For while Steve is sensitive, plagued by self-doubt and considerate of women his still, small voice wants him to be one of the lads, think about sex constantly, grow some balls and man up.
After their recent thought-provoking production of “Flights” at the Clapham Omnibus Theatre, One Duck Theatre have this shorter offering at the VAULT Festival which is equally about masculinity, what makes men tick and how the company they keep can rob them of feelings, emotions, common sense and decency.
It’s a rollicking Irish comedy with the power to evoke hilarity, tension and sadness in equal measure helped along by two star performances by the writers and some understanding and creative touches from director Thomas Martin.
Mahon plays Steve, the quiet and likeable supermarket shelf filler preparing a best man’s speech for his friend’s wedding. There’s a mysterious undercurrent to his character as we discover he was formerly an accountant and has clearly lost some laddish friends owing to an event in the past for which he is reluctant to apologise.
As Steve tries to pluck up the confidence to date the maid of honour and, in parallel, applies for a job as a tour guide at the local zoo, his larger than life conscience (think Deadpool with voices that are constantly cocksure and unpleasantly self-gratifying) encourages him along a dark path of bad behaviour. Dunlop is wonderfully crude and uninhibited as the sort of mate who is the life and soul of every party but who always manages to persuade you to cross boundaries and go that step too far when it comes to being acceptable.
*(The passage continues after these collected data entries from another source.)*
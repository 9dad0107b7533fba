//! Descriptor and state values.
//!
//! Kind-specific content (units, codes, sample rates, measured values, ...)
//! is carried as opaque attributes; the MDIB core only looks at handles,
//! kinds and versions.

use std::collections::BTreeMap;

use crate::model::{DescriptorKind, Handle, StateKind};

/// Descriptor or state version number.
///
/// Versions start at 0 on first insert. `-1` marks a value that has never
/// been versioned (placeholders and the default version pair).
pub type Version = i64;

/// Version of something that was never versioned.
pub const UNVERSIONED: Version = -1;

/// Opaque kind-specific attributes.
pub type Attributes = BTreeMap<String, String>;

/// A structural node of the MDIB.
#[derive(Debug, Clone, PartialEq, Eq)]
pub struct Descriptor {
    /// The descriptor's unique handle.
    pub handle: Handle,
    /// Structural type.
    pub kind: DescriptorKind,
    /// Descriptor version, assigned by the version handler.
    pub version: Version,
    /// Kind-specific attributes.
    pub attributes: Attributes,
}

impl Descriptor {
    /// Creates a descriptor with version 0 and no attributes.
    pub fn new(handle: impl Into<Handle>, kind: DescriptorKind) -> Self {
        Self {
            handle: handle.into(),
            kind,
            version: 0,
            attributes: Attributes::new(),
        }
    }

    /// Creates an unversioned placeholder descriptor.
    pub fn placeholder(handle: impl Into<Handle>, kind: DescriptorKind) -> Self {
        Self {
            version: UNVERSIONED,
            ..Self::new(handle, kind)
        }
    }

    /// Adds an attribute.
    pub fn with_attribute(mut self, key: impl Into<String>, value: impl Into<String>) -> Self {
        self.attributes.insert(key.into(), value.into());
        self
    }
}

/// A runtime value attached to a descriptor.
///
/// Single states share the handle of their descriptor. Context states carry
/// their own handle in `context_handle`.
#[derive(Debug, Clone, PartialEq, Eq)]
pub struct State {
    /// Runtime type.
    pub kind: StateKind,
    /// Handle of the owning descriptor.
    pub descriptor_handle: Handle,
    /// Own handle of a context state; `None` for single states.
    pub context_handle: Option<Handle>,
    /// State version, assigned by the version handler.
    pub state_version: Version,
    /// Version of the descriptor this state was last stamped with.
    pub descriptor_version: Version,
    /// Kind-specific attributes.
    pub attributes: Attributes,
}

impl State {
    /// Creates a single state for the given descriptor handle.
    pub fn new(kind: StateKind, descriptor_handle: impl Into<Handle>) -> Self {
        Self {
            kind,
            descriptor_handle: descriptor_handle.into(),
            context_handle: None,
            state_version: 0,
            descriptor_version: 0,
            attributes: Attributes::new(),
        }
    }

    /// Creates a context state with its own handle.
    pub fn context(
        kind: StateKind,
        handle: impl Into<Handle>,
        descriptor_handle: impl Into<Handle>,
    ) -> Self {
        Self {
            context_handle: Some(handle.into()),
            ..Self::new(kind, descriptor_handle)
        }
    }

    /// Adds an attribute.
    pub fn with_attribute(mut self, key: impl Into<String>, value: impl Into<String>) -> Self {
        self.attributes.insert(key.into(), value.into());
        self
    }

    /// Returns the handle identifying this state.
    ///
    /// This is the context handle for context states and the descriptor
    /// handle otherwise.
    pub fn handle(&self) -> &Handle {
        self.context_handle.as_ref().unwrap_or(&self.descriptor_handle)
    }

    /// Returns true if this is a context state.
    pub fn is_context(&self) -> bool {
        self.context_handle.is_some()
    }
}
//! Error types for MDIB preprocessing.

use thiserror::Error;

use crate::model::{DescriptorKind, Handle, StateKind};

/// Failure kinds of the write pipeline.
#[derive(Debug, Clone, Copy, PartialEq, Eq, Hash)]
pub enum ViolationKind {
    /// An insert targets a handle that already exists.
    DuplicateHandle,
    /// Too many children of one kind under a parent.
    Cardinality,
    /// Missing or forbidden parent, or states that do not fit the descriptor.
    TypeConsistency,
    /// An update for a handle without a known version.
    MissingVersionState,
}

impl ViolationKind {
    /// Returns the stable code string (e.g. "duplicate-handle").
    pub fn code(&self) -> &'static str {
        match self {
            ViolationKind::DuplicateHandle => "duplicate-handle",
            ViolationKind::Cardinality => "cardinality",
            ViolationKind::TypeConsistency => "type-consistency",
            ViolationKind::MissingVersionState => "missing-version-state",
        }
    }
}

/// The reason a single change was rejected by a preprocessing segment.
#[derive(Debug, Clone, PartialEq, Error)]
pub enum Violation {
    // === Duplicate handle ===
    #[error("[duplicate-handle] handle {handle} already exists")]
    HandleExists { handle: Handle },

    #[error("[duplicate-handle] handle {handle} is inserted more than once in one batch")]
    HandleInsertedTwice { handle: Handle },

    // === Cardinality ===
    #[error("[cardinality] {parent} already has a child of kind {kind}, only one is allowed")]
    ChildExists { parent: Handle, kind: DescriptorKind },

    #[error("[cardinality] batch inserts more than one {kind} under {parent}, only one is allowed")]
    ChildInsertedTwice { parent: Handle, kind: DescriptorKind },

    // === Type consistency ===
    #[error("[type-consistency] {kind} is a root kind and must not have a parent (found {parent})")]
    RootWithParent { kind: DescriptorKind, parent: Handle },

    #[error("[type-consistency] {kind} requires a parent")]
    MissingParent { kind: DescriptorKind },

    #[error("[type-consistency] parent {parent} not found")]
    ParentNotFound { parent: Handle },

    #[error("[type-consistency] {kind} is not allowed under {parent_kind}")]
    ForbiddenParent {
        kind: DescriptorKind,
        parent_kind: DescriptorKind,
    },

    #[error("[type-consistency] state kind {found} does not match descriptor kind {descriptor_kind}")]
    StateKindMismatch {
        descriptor_kind: DescriptorKind,
        found: StateKind,
    },

    #[error("[type-consistency] state refers to descriptor {found}, expected {expected}")]
    StateDescriptorMismatch { expected: Handle, found: Handle },

    #[error("[type-consistency] single-state descriptor carries {count} states, expected exactly 1")]
    SingleStateCount { count: usize },

    #[error("[type-consistency] state of a {kind} must {requirement} a context handle")]
    ContextHandleMismatch {
        kind: DescriptorKind,
        requirement: &'static str,
    },

    #[error("[type-consistency] context state {handle} appears more than once")]
    ContextStateRepeated { handle: Handle },

    #[error("[type-consistency] update of {handle} changes its kind from {known} to {found}")]
    KindChanged {
        handle: Handle,
        known: DescriptorKind,
        found: DescriptorKind,
    },

    // === Missing version state ===
    #[error("[missing-version-state] no version known for {handle}")]
    MissingVersion { handle: Handle },
}

impl Violation {
    /// Returns the failure kind of this violation.
    pub fn kind(&self) -> ViolationKind {
        match self {
            Violation::HandleExists { .. } | Violation::HandleInsertedTwice { .. } => {
                ViolationKind::DuplicateHandle
            }
            Violation::ChildExists { .. } | Violation::ChildInsertedTwice { .. } => {
                ViolationKind::Cardinality
            }
            Violation::MissingVersion { .. } => ViolationKind::MissingVersionState,
            _ => ViolationKind::TypeConsistency,
        }
    }
}

/// A rejected batch.
///
/// Carries the offending handle, its position in the batch and the name of
/// the segment that rejected it. No part of a rejected batch is committed.
#[derive(Debug, Clone, PartialEq, Error)]
#[error("{segment} rejected {handle} at batch position {position}: {cause}")]
pub struct PreprocessingError {
    /// Handle of the rejected change.
    pub handle: Handle,
    /// Position of the rejected change in the (possibly grown) batch.
    pub position: usize,
    /// Name of the segment that rejected the change.
    pub segment: &'static str,
    /// Why the change was rejected.
    #[source]
    pub cause: Violation,
}

impl PreprocessingError {
    /// Returns the failure kind.
    pub fn kind(&self) -> ViolationKind {
        self.cause.kind()
    }
}

#[cfg(test)]
mod tests {
    use std::error::Error as _;

    use super::*;

    #[test]
    fn test_violation_kinds() {
        let dup = Violation::HandleExists { handle: "a".into() };
        assert_eq!(dup.kind(), ViolationKind::DuplicateHandle);
        assert_eq!(dup.kind().code(), "duplicate-handle");

        let card = Violation::ChildExists {
            parent: "mds0".into(),
            kind: DescriptorKind::Sco,
        };
        assert_eq!(card.kind(), ViolationKind::Cardinality);

        let missing = Violation::MissingParent { kind: DescriptorKind::Vmd };
        assert_eq!(missing.kind(), ViolationKind::TypeConsistency);

        let changed = Violation::KindChanged {
            handle: "ch0".into(),
            known: DescriptorKind::Channel,
            found: DescriptorKind::Vmd,
        };
        assert_eq!(changed.kind(), ViolationKind::TypeConsistency);
        assert_eq!(
            changed.to_string(),
            "[type-consistency] update of ch0 changes its kind from ChannelDescriptor to VmdDescriptor"
        );

        let version = Violation::MissingVersion { handle: "x".into() };
        assert_eq!(version.kind().code(), "missing-version-state");
    }

    #[test]
    fn test_wrapped_error_message_and_source() {
        let err = PreprocessingError {
            handle: "ch1".into(),
            position: 3,
            segment: "CardinalityChecker",
            cause: Violation::ChildExists {
                parent: "vmd0".into(),
                kind: DescriptorKind::AlertSystem,
            },
        };
        assert_eq!(
            err.to_string(),
            "CardinalityChecker rejected ch1 at batch position 3: [cardinality] vmd0 already has a \
             child of kind AlertSystemDescriptor, only one is allowed"
        );
        assert_eq!(err.kind(), ViolationKind::Cardinality);
        assert!(err.source().is_some());
    }
}
//! Handle identifiers for descriptors and context states.
//!
//! Handles are opaque strings that are unique across a whole MDIB. Descriptors
//! and context states share the same namespace on the wire but are indexed
//! separately by the store.

use std::borrow::Borrow;
use std::fmt;

/// A globally unique handle of a descriptor or context state.
#[derive(Debug, Clone, Default, PartialEq, Eq, Hash, PartialOrd, Ord)]
pub struct Handle(String);

impl Handle {
    /// Creates a new handle.
    ///
    /// Note: This does not validate the handle. BICEPS restricts handles to
    /// non-empty strings without whitespace; the store treats them as opaque.
    pub fn new(s: impl Into<String>) -> Self {
        Handle(s.into())
    }

    /// Returns the handle as a string slice.
    pub fn as_str(&self) -> &str {
        &self.0
    }

    /// Consumes the handle, returning the underlying string.
    pub fn into_string(self) -> String {
        self.0
    }
}

impl fmt::Display for Handle {
    fn fmt(&self, f: &mut fmt::Formatter<'_>) -> fmt::Result {
        f.write_str(&self.0)
    }
}

impl From<String> for Handle {
    fn from(s: String) -> Self {
        Handle(s)
    }
}

impl From<&str> for Handle {
    fn from(s: &str) -> Self {
        Handle(s.to_string())
    }
}

impl From<&Handle> for Handle {
    fn from(h: &Handle) -> Self {
        h.clone()
    }
}

impl Borrow<str> for Handle {
    fn borrow(&self) -> &str {
        &self.0
    }
}

impl AsRef<str> for Handle {
    fn as_ref(&self) -> &str {
        &self.0
    }
}

impl PartialEq<str> for Handle {
    fn eq(&self, other: &str) -> bool {
        self.0 == other
    }
}

impl PartialEq<&str> for Handle {
    fn eq(&self, other: &&str) -> bool {
        self.0 == *other
    }
}

#[cfg(test)]
mod tests {
    use super::*;
    use rustc_hash::FxHashMap;

    #[test]
    fn test_display_is_raw_string() {
        let handle = Handle::new("mds0");
        assert_eq!(handle.to_string(), "mds0");
        assert_eq!(handle.as_str(), "mds0");
    }

    #[test]
    fn test_lookup_by_str() {
        let mut map = FxHashMap::default();
        map.insert(Handle::from("vmd0"), 1);
        // Borrow<str> allows lookups without allocating a Handle
        assert_eq!(map.get("vmd0"), Some(&1));
        assert_eq!(map.get("vmd1"), None);
    }

    #[test]
    fn test_compare_with_str() {
        let handle = Handle::from(String::from("ch0"));
        assert!(handle == "ch0");
        assert_ne!(handle, Handle::from("ch1"));
    }
}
There is one piece of inwardly lit set (designed by Dunlop, Mahon and Martin) which serves as everything from a pub table to a urinal – though on closer inspection you realise that its interesting shape symbolises the male sexuality that throbs throughout the drama. (A voice warns us at the start that if we are offended by the set it is going to be a long show.)
Pulsating lighting (Cillian McNamara) and sound (Ekaterina Solomatina) move the action along swiftly and nimbly, reflecting changes of location and mood easily.
“Lad” offers a sound contemporary reflection on boyish culture, raising questions about unchecked attitudes to women and life in general, and there are quite rightly significant moments of embarrassment and sadness as the nice guy yields to temptations.
Yet this is not a play without hope. Ideal for this type of small-scale venue it has big issues to raise as it questions matters of manhood, the building of character and just how hard it can be to fit in.